COM A PALAVRA, MICHEL TEMER

“O presidente da República, Michel Temer, responderá aos questionamentos pertinentes ao inquérito. Vale destacar que houve amplo debate com o setor antes da publicação do decreto de renovação das concessões de portos. Todos os dados são públicos. O assunto não comportava nenhum sigilo ou informação privilegiada, apenas a publicação do decreto que finaliza o longo processo de negociação entre o governo e o setor empresarial.
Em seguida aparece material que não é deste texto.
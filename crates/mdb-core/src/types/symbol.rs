//! Subscription symbols.
//!
//! A [`Symbol`] is what a subscription is made for: a plain instrument
//! string, the wildcard, a candle symbol, or one of the two subscription
//! wrappers that add a source or a start time to another symbol.

use std::fmt;

use serde::{Deserialize, Serialize};

use super::enums::{SourceKind, SymbolKind};
use crate::error::{BridgeError, Result};

/// Text form of the wildcard symbol.
pub const WILDCARD: &str = "*";

/// Separator between a candle base and its aggregation.
pub const AGGREGATION_OPEN: &str = "{=";

/// Subscription symbol.
#[derive(Debug, Clone, PartialEq, Eq, Hash, Serialize, Deserialize)]
pub enum Symbol {
    /// Plain instrument symbol, e.g. `"AAPL"`.
    Plain(String),
    /// Matches every symbol.
    Wildcard,
    /// Candle symbol: base symbol plus aggregation.
    Candle(CandleSymbol),
    /// Indexed-event subscription: wrapped symbol plus source.
    IndexedEvent(IndexedEventSubscriptionSymbol),
    /// Time-series subscription: wrapped symbol plus start time.
    TimeSeries(TimeSeriesSubscriptionSymbol),
}

impl Symbol {
    pub fn kind(&self) -> SymbolKind {
        match self {
            Self::Plain(_) => SymbolKind::Plain,
            Self::Wildcard => SymbolKind::Wildcard,
            Self::Candle(_) => SymbolKind::Candle,
            Self::IndexedEvent(_) => SymbolKind::IndexedEvent,
            Self::TimeSeries(_) => SymbolKind::TimeSeries,
        }
    }

    /// True for the two subscription wrappers.
    pub fn is_subscription_wrapper(&self) -> bool {
        matches!(self, Self::IndexedEvent(_) | Self::TimeSeries(_))
    }

    pub fn indexed(symbol: impl Into<Symbol>, source: IndexedEventSource) -> Self {
        Self::IndexedEvent(IndexedEventSubscriptionSymbol {
            symbol: Box::new(symbol.into()),
            source,
        })
    }

    pub fn time_series(symbol: impl Into<Symbol>, from_time: i64) -> Self {
        Self::TimeSeries(TimeSeriesSubscriptionSymbol {
            symbol: Box::new(symbol.into()),
            from_time,
        })
    }
}

impl From<&str> for Symbol {
    fn from(s: &str) -> Self {
        if s == WILDCARD {
            Self::Wildcard
        } else {
            Self::Plain(s.to_string())
        }
    }
}

impl From<String> for Symbol {
    fn from(s: String) -> Self {
        if s == WILDCARD {
            Self::Wildcard
        } else {
            Self::Plain(s)
        }
    }
}

impl From<CandleSymbol> for Symbol {
    fn from(c: CandleSymbol) -> Self {
        Self::Candle(c)
    }
}

impl fmt::Display for Symbol {
    fn fmt(&self, f: &mut fmt::Formatter<'_>) -> fmt::Result {
        match self {
            Self::Plain(s) => f.write_str(s),
            Self::Wildcard => f.write_str(WILDCARD),
            Self::Candle(c) => write!(f, "{c}"),
            Self::IndexedEvent(s) => write!(
                f,
                "IndexedEventSubscriptionSymbol{{{}, source={}}}",
                s.symbol, s.source
            ),
            Self::TimeSeries(s) => write!(
                f,
                "TimeSeriesSubscriptionSymbol{{{}, fromTime={}}}",
                s.symbol, s.from_time
            ),
        }
    }
}

// ---------------------------------------------------------------------------
// CandleSymbol
// ---------------------------------------------------------------------------

/// Candle symbol: a base symbol and an optional aggregation spec.
///
/// The native record carries the combined text form `BASE{=AGG}`, e.g.
/// `AAPL{=5m}`. The base never contains `{=` and an empty aggregation is
/// normalized to none, so the text form always parses back to the same value.
#[derive(Debug, Clone, PartialEq, Eq, Hash, Serialize, Deserialize)]
#[serde(try_from = "String", into = "String")]
pub struct CandleSymbol {
    base: String,
    aggregation: Option<String>,
}

impl CandleSymbol {
    pub fn new(base: impl Into<String>, aggregation: Option<String>) -> Result<Self> {
        let base = base.into();
        if base.contains(AGGREGATION_OPEN) {
            return Err(BridgeError::MarshalingFailure(format!(
                "candle base {base:?} contains {AGGREGATION_OPEN:?}"
            )));
        }
        Ok(Self {
            base,
            aggregation: aggregation.filter(|a| !a.is_empty()),
        })
    }

    /// Parse the `BASE{=AGG}` text form. Text without `{=` is a candle symbol
    /// over the default aggregation; text with it must end in `}`.
    pub fn parse(text: &str) -> Result<Self> {
        let Some(start) = text.find(AGGREGATION_OPEN) else {
            return Self::new(text, None);
        };
        match text[start + AGGREGATION_OPEN.len()..].strip_suffix('}') {
            Some(aggregation) => Self::new(&text[..start], Some(aggregation.to_string())),
            None => Err(BridgeError::MarshalingFailure(format!(
                "candle symbol {text:?} has an unterminated aggregation"
            ))),
        }
    }

    pub fn base(&self) -> &str {
        &self.base
    }

    pub fn aggregation(&self) -> Option<&str> {
        self.aggregation.as_deref()
    }
}

impl fmt::Display for CandleSymbol {
    fn fmt(&self, f: &mut fmt::Formatter<'_>) -> fmt::Result {
        match &self.aggregation {
            Some(agg) => write!(f, "{}{{={agg}}}", self.base),
            None => f.write_str(&self.base),
        }
    }
}

impl TryFrom<String> for CandleSymbol {
    type Error = BridgeError;

    fn try_from(text: String) -> Result<Self> {
        Self::parse(&text)
    }
}

impl From<CandleSymbol> for String {
    fn from(c: CandleSymbol) -> Self {
        c.to_string()
    }
}

// ---------------------------------------------------------------------------
// Subscription wrappers
// ---------------------------------------------------------------------------

/// Source of indexed events (order books, time and sales, ...).
#[derive(Debug, Clone, PartialEq, Eq, Hash, Serialize, Deserialize)]
pub enum IndexedEventSource {
    Generic { id: i32, name: String },
    Order { id: i32, name: String },
}

impl IndexedEventSource {
    /// The default source every indexed event kind supports.
    pub fn default_source() -> Self {
        Self::Generic {
            id: 0,
            name: "DEFAULT".to_string(),
        }
    }

    pub fn order(id: i32, name: impl Into<String>) -> Self {
        Self::Order {
            id,
            name: name.into(),
        }
    }

    pub fn kind(&self) -> SourceKind {
        match self {
            Self::Generic { .. } => SourceKind::Generic,
            Self::Order { .. } => SourceKind::Order,
        }
    }

    pub fn id(&self) -> i32 {
        match self {
            Self::Generic { id, .. } | Self::Order { id, .. } => *id,
        }
    }

    pub fn name(&self) -> &str {
        match self {
            Self::Generic { name, .. } | Self::Order { name, .. } => name,
        }
    }
}

impl fmt::Display for IndexedEventSource {
    fn fmt(&self, f: &mut fmt::Formatter<'_>) -> fmt::Result {
        f.write_str(self.name())
    }
}

/// A symbol restricted to one indexed-event source.
#[derive(Debug, Clone, PartialEq, Eq, Hash, Serialize, Deserialize)]
pub struct IndexedEventSubscriptionSymbol {
    pub symbol: Box<Symbol>,
    pub source: IndexedEventSource,
}

/// A symbol subscribed from a start time (milliseconds since epoch).
#[derive(Debug, Clone, PartialEq, Eq, Hash, Serialize, Deserialize)]
pub struct TimeSeriesSubscriptionSymbol {
    pub symbol: Box<Symbol>,
    pub from_time: i64,
}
Em relação aos contratos em questão ressalta-se que nenhum deles é elegível para prorrogação contratual prevista no decreto 9048/2017, segundo a Secretaria de Portos do Ministério dos Transportes”, diz, em nota, a Secretaria de Comunicação Social da Presidência da República respondeu em nota sobre a decisão.

COM A PALAVRA, A RODRIMAR

A Rodrimar informou que em seus 74 anos de história “nunca recebeu qualquer privilégio do Poder Público” e que seus executivos “estão, como sempre estiveram, à disposição das autoridades para qualquer esclarecimento que se fizer necessário”.

COM A PALAVRA, A ASSOCIAÇÃO BRASILEIRA DOS TERMINAIS PORTUÁRIOS

“Ricardo Mesquita, embora tenha feito parte do Conselho da Associação Brasileira dos Terminais Portuários (ABTP), jamais foi autorizado a falar em nome da associação. Ele foi desligado do conselho e a Rodrimar também não faz parte da Associação.”